Another good example of NREC’s ingenuity is the Unmanned Ground Combat Vehicle Perceptor Integration (UPI) program. “It dramatically advances the state-of-the-art in two distinct areas: unmanned vehicle design and off-road autonomy,” claims DiAntonio. “UPI vehicle design will impact military vehicle design well into the future, and the autonomy software will be applied in many outdoor mobile robot applications.”
An average of 30 to 40 patents are issued to NREC engineers annually. And, last year, it spun off a company called Carnegie Robotics LLC to develop, manufacture and service robotic components and systems. Carnegie Robotics will create products based upon technology licensed from NREC.
Several months ago, the NREC made headlines when President Barack Obama visited and launched the Advanced Manufacturing Partnership. Among other things, it calls for $70 million in federal funds to support research into robots that “will work closely with human operators, allowing new ability for factory workers…to carry out key, hard-to-do tasks.”
This initiative will be a major focus of NREC during the next few years. “We’ve hired several new faculty with strong research credentials in perception, machine learning, and manipulation design and planning,” says DiAntonio.

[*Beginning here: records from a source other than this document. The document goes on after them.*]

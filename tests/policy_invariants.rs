// ==============================================
// CROSS-POLICY INVARIANT TESTS (integration)
// ==============================================
//
// Tests that verify library-wide behavioral consistency across all cache
// policies. These span multiple modules and belong here rather than in any
// single source file.

use evictkit::builder::{CacheBuilder, CachePolicy};
use evictkit::policy::arc::ArcCore;
use evictkit::policy::lfu::LfuCache;
use evictkit::policy::lru::LruCache;
use evictkit::policy::lru_k::LruKCache;
use evictkit::policy::sharded_lru::ShardedLruCache;
use evictkit::traits::{ConcurrentCache, CoreCache, LfuCacheTrait, MutableCache};

const POLICIES: [CachePolicy; 5] = [
    CachePolicy::Lru,
    CachePolicy::Lfu,
    CachePolicy::AgingLfu { max_average: 4 },
    CachePolicy::LruK { k: 2, history: 8 },
    CachePolicy::Arc,
];

// ==============================================
// Capacity-0 Behavior
// ==============================================
//
// Zero capacity is legal everywhere: inserts are accepted and dropped.

#[test]
fn capacity_zero_is_honored_by_every_policy() {
    for policy in POLICIES {
        let mut cache = CacheBuilder::new(0).build::<&str, i32>(policy);
        assert_eq!(cache.capacity(), 0, "{}", policy.name());

        cache.insert("key", 42);
        cache.get(&"key");
        cache.insert("key", 43);
        assert_eq!(cache.len(), 0, "{} should reject inserts", policy.name());
        assert_eq!(cache.get(&"key"), None);
        assert_eq!(cache.remove(&"key"), None);
    }
}

#[test]
fn capacity_zero_sharded_lru_rejects_puts() {
    let cache = ShardedLruCache::new(0, 4);
    cache.put("key", 42);
    assert!(cache.is_empty());
    assert_eq!(cache.capacity(), 0);
}

// ==============================================
// Removal and clearing
// ==============================================

#[test]
fn remove_is_idempotent_for_every_policy() {
    for policy in POLICIES {
        let mut cache = CacheBuilder::new(8).build::<u32, u32>(policy);
        cache.insert(1, 10);
        cache.get(&1);
        assert_eq!(cache.remove(&1), Some(10), "{}", policy.name());
        assert_eq!(cache.remove(&1), None, "{}", policy.name());
        assert!(!cache.contains(&1));
    }
}

#[test]
fn clear_empties_every_policy_and_keeps_capacity() {
    for policy in POLICIES {
        let mut cache = CacheBuilder::new(8).build::<u32, u32>(policy);
        for key in 0..20 {
            cache.insert(key, key);
            cache.get(&key);
        }
        cache.clear();
        assert!(cache.is_empty(), "{}", policy.name());
        assert_eq!(cache.capacity(), 8);
        cache.insert(1, 1);
        cache.get(&1);
        assert_eq!(cache.get(&1), Some(&1), "{}", policy.name());
    }
}

// ==============================================
// Structural invariants after mixed workloads
// ==============================================

fn workload() -> impl Iterator<Item = (u32, bool)> {
    // deterministic mix of hot and cold keys, every third op a read
    (0..500u32).map(|i| {
        let key = if i % 4 == 0 { i % 5 } else { (i * 7919) % 64 };
        (key, i % 3 == 0)
    })
}

#[test]
fn invariants_hold_after_mixed_workload() {
    let mut arc = ArcCore::new(16);
    let mut lru = LruCache::new(16);
    let mut lfu = LfuCache::with_aging(16, 3);
    let mut lru_k = LruKCache::with_k(16, 2, 16);

    for (key, read) in workload() {
        if read {
            arc.get(&key);
            lru.get(&key);
            lfu.get(&key);
            lru_k.get(&key);
        } else {
            arc.insert(key, key);
            lru.insert(key, key);
            lfu.insert(key, key);
            lru_k.insert(key, key);
        }
    }

    arc.check_invariants().unwrap();
    lru.check_invariants().unwrap();
    lfu.check_invariants().unwrap();
    lru_k.check_invariants().unwrap();
    assert!(lru.len() <= 16);
    assert!(lfu.len() <= 16);
    assert!(lru_k.len() <= 16);
}

#[test]
fn hits_return_the_last_written_value() {
    for policy in POLICIES {
        let mut cache = CacheBuilder::new(8).build::<u32, u32>(policy);
        let mut written = std::collections::HashMap::new();
        for (step, (key, read)) in workload().enumerate() {
            if read {
                if let Some(&value) = cache.get(&key) {
                    assert_eq!(Some(&value), written.get(&key), "{}", policy.name());
                }
            } else {
                let value = step as u32;
                cache.insert(key, value);
                written.insert(key, value);
            }
        }
    }
}

// ==============================================
// Policy-specific ordering
// ==============================================

#[test]
fn lru_evicts_in_recency_order() {
    let mut cache = LruCache::new(3);
    for key in 1..=3 {
        cache.insert(key, key);
    }
    cache.get(&1);
    cache.insert(4, 4);
    cache.insert(5, 5);
    assert_eq!(cache.keys().copied().collect::<Vec<_>>(), vec![5, 4, 1]);
}

#[test]
fn lfu_aging_lowers_hot_frequencies() {
    let mut plain = LfuCache::new(2);
    let mut aging = LfuCache::with_aging(2, 2);
    for cache in [&mut plain, &mut aging] {
        cache.insert("old", 0);
        for _ in 0..20 {
            cache.get(&"old");
        }
    }
    assert_eq!(plain.frequency(&"old"), Some(21));
    assert!(aging.frequency(&"old") < Some(21));
    aging.check_invariants().unwrap();
}

#[test]
fn lru_k_admits_only_after_k_touches() {
    let mut cache = LruKCache::with_k(4, 3, 8);
    cache.insert(7, "seven");
    cache.get(&7);
    assert!(!cache.contains(&7));
    cache.get(&7);
    assert!(cache.contains(&7));
    assert_eq!(cache.get(&7), Some(&"seven"));
}

#[test]
fn sharded_lru_routes_each_key_to_one_shard() {
    let cache = ShardedLruCache::with_seed(32, 4, 99);
    for key in 0..16u32 {
        cache.put(key, key);
        let shard = cache.shard_for(&key);
        assert!(shard < 4);
        assert_eq!(cache.shard_for(&key), shard);
    }
    cache.check_invariants().unwrap();
}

“They will be tackling tough manufacturing challenges, such as humans working closely and cooperatively with manipulator arms, thereby reducing standoff distance and fixturing costs,” DiAntonio points out. “[Other efforts will focus on] dramatically reducing manipulator set-up time so that rapidly changing and lower volume product runs can be more effectively automated, [in addition to] reducing the need for manipulator precision through effective application of machine vision.”